David Pogue, a reporter for the New York Times, posted the transcript of his interview with Dr. David Blumenthal, National Coordinator for Health IT. Mr. Pogue interviewed Dr. Blumenthal for a CBS news report on digitization of healthcare in America (the video is available after the jump).

Here are some highlights from the interview:

On current state of health IT in the US:

We found that about 17 percent of physicians in 2008 had adopted an electronic health record, and about ten percent of hospitals. <…> The rest is paper. It’s basically the same system that physicians have used since Hippocrates, which is writing on some piece of paper.

On reimbursement penalties for those failing to achieve meaningful use by 2015:

From 2011 to 2015, there is a bonus. The Congress has put $45 billion on the table to ease physicians and hospitals into this new world of computerized medicine.After 2015, if you have not adopted, and you see Medicare or Medicaid patients, you may experience a penalty. 2015 is six years off. Six years is plenty of time for physicians to get themselves organized to put a record in place and avoid those penalties.

 

On cost of EMRs:

On average, the cost is between $40,000 and $50,000, of which about a third is the software and the hardware, about a third is the cost of getting it set up in the office, and about a third is maintaining it. Much of the expense is related to the cost of implementing and the cost of maintaining it over time.

On privacy and security:

Privacy and security are foundational to a modern health information system. You cannot get the computer into this business without assuring people that their information, their personal information, will be safe.

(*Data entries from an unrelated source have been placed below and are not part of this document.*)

//! # SENS register access
//!
//! ## Overview
//!
//! The SAR ADC units are configured through a handful of registers in the
//! SENS peripheral. This module names those registers, describes the
//! bit-fields this crate touches, and provides the read-modify-write
//! primitive every configuration operation is built on.
//!
//! The actual load/store is performed by a [`RegisterAccess`]
//! implementation: [`Mmio`](crate::Mmio) on the chip, or
//! [`Emulated`](crate::Emulated) on the host.
//!
//! A read-modify-write is not atomic in hardware. Two contexts updating
//! different fields of the same register can lose each other's update, so
//! every call that modifies a register requires exclusive (`&mut`) access to
//! the backend. See [`SharedSarAdc`](crate::SharedSarAdc) for sharing one
//! backend between contexts.

use crate::fmt::Hex;

/// Base address of the SENS peripheral on the ESP32.
pub const DR_REG_SENS_BASE: u32 = 0x3FF4_8800;

/// A SENS register used for ADC configuration.
#[derive(Debug, Clone, Copy, PartialEq, Eq, Hash)]
#[cfg_attr(feature = "defmt", derive(defmt::Format))]
pub enum Register {
    /// `SENS_SAR_READ_CTRL_REG`, read control of SAR ADC1.
    SarReadCtrl,
    /// `SENS_SAR_START_FORCE_REG`, shared by both units.
    SarStartForce,
    /// `SENS_SAR_ATTEN1_REG`, per-channel attenuation of SAR ADC1.
    SarAtten1,
    /// `SENS_SAR_ATTEN2_REG`, per-channel attenuation of SAR ADC2.
    SarAtten2,
    /// `SENS_SAR_READ_CTRL2_REG`, read control of SAR ADC2.
    SarReadCtrl2,
}

impl Register {
    /// Every register this crate touches.
    pub const ALL: [Register; 5] = [
        Register::SarReadCtrl,
        Register::SarStartForce,
        Register::SarAtten1,
        Register::SarAtten2,
        Register::SarReadCtrl2,
    ];

    /// Offset of the register from [`DR_REG_SENS_BASE`].
    pub const fn offset(self) -> u32 {
        match self {
            Register::SarReadCtrl => 0x0000,
            Register::SarStartForce => 0x002c,
            Register::SarAtten1 => 0x0034,
            Register::SarAtten2 => 0x0038,
            Register::SarReadCtrl2 => 0x0090,
        }
    }

    /// Absolute address of the register.
    pub const fn address(self) -> u32 {
        DR_REG_SENS_BASE + self.offset()
    }
}

/// Raw 32-bit load/store of SENS registers.
pub trait RegisterAccess {
    /// Reads the current contents of `register`.
    fn read(&self, register: Register) -> u32;

    /// Overwrites `register` with `value`.
    fn write(&mut self, register: Register, value: u32);

    /// Reads `register`, passes its value to `f` and writes the result back.
    fn modify(&mut self, register: Register, f: impl FnOnce(u32) -> u32) {
        let value = f(self.read(register));
        self.write(register, value);
    }
}

const fn field_mask(width: u8) -> u32 {
    if width >= 32 {
        u32::MAX
    } else {
        (1 << width) - 1
    }
}

/// Replaces the `width`-bit field at `shift` in `register` with `value`.
///
/// The whole field is cleared before `value` is written, and every bit
/// outside the field keeps its previous contents. `value` is truncated to
/// `width` bits.
pub fn set_field<R>(regs: &mut R, register: Register, shift: u8, width: u8, value: u32)
where
    R: RegisterAccess + ?Sized,
{
    debug_assert!(shift as u32 + width as u32 <= 32);

    let mask = field_mask(width);
    let clear = mask << shift;
    let set = (value & mask) << shift;

    regs.modify(register, |bits| (bits & !clear) | set);

    trace!("{:?}: field {}+{} <- {}", register, shift, width, Hex(value & mask));
}

/// Extracts the `width`-bit field at `shift` from `register`.
pub fn get_field<R>(regs: &R, register: Register, shift: u8, width: u8) -> u32
where
    R: RegisterAccess + ?Sized,
{
    (regs.read(register) >> shift) & field_mask(width)
}

/// Location of a configuration value inside a SENS register.
#[derive(Debug, Clone, Copy, PartialEq, Eq, Hash)]
#[cfg_attr(feature = "defmt", derive(defmt::Format))]
pub struct RegisterField {
    /// Register holding the field.
    pub register: Register,
    /// Position of the field's least significant bit.
    pub shift: u8,
    /// Width of the field in bits.
    pub width: u8,
}

impl RegisterField {
    /// Describes a field of `width` bits starting at bit `shift`.
    pub const fn new(register: Register, shift: u8, width: u8) -> Self {
        Self {
            register,
            shift,
            width,
        }
    }

    /// Bits of the register covered by this field.
    pub const fn mask(&self) -> u32 {
        field_mask(self.width) << self.shift
    }

    /// Writes `value` into this field.
    pub fn set<R: RegisterAccess + ?Sized>(&self, regs: &mut R, value: u32) {
        set_field(regs, self.register, self.shift, self.width, value)
    }

    /// Reads this field.
    pub fn get<R: RegisterAccess + ?Sized>(&self, regs: &R) -> u32 {
        get_field(regs, self.register, self.shift, self.width)
    }
}

/// `SENS_SAR1_BIT_WIDTH`
pub const SAR1_BIT_WIDTH: RegisterField = RegisterField::new(Register::SarStartForce, 0, 2);
/// `SENS_SAR2_BIT_WIDTH`
pub const SAR2_BIT_WIDTH: RegisterField = RegisterField::new(Register::SarStartForce, 2, 2);
/// `SENS_SAR1_SAMPLE_BIT`
pub const SAR1_SAMPLE_BIT: RegisterField = RegisterField::new(Register::SarReadCtrl, 16, 2);
/// `SENS_SAR2_SAMPLE_BIT`
pub const SAR2_SAMPLE_BIT: RegisterField = RegisterField::new(Register::SarReadCtrl2, 16, 2);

So we are looking at the best possible technical solutions, technical protections, to privacy and security. We want to make sure that we have looked at every opportunity for encryption, every security device that the best minds can think of, to make information safer. We’ve got it in other parts of the industry, but we don’t have it for healthcare. So I think that’s a very important agenda item for us.

<…>

There are two kinds of anxieties. One is that their data may be used for purposes that they haven’t authorized it. So if they haven’t authorized their personal data to be used for research, they don’t want it for that purpose. And the way the law gets around that problem is by saying that information should be de-identified; that is, it should be abstracted from the record in a way that can never be traced back to that individual.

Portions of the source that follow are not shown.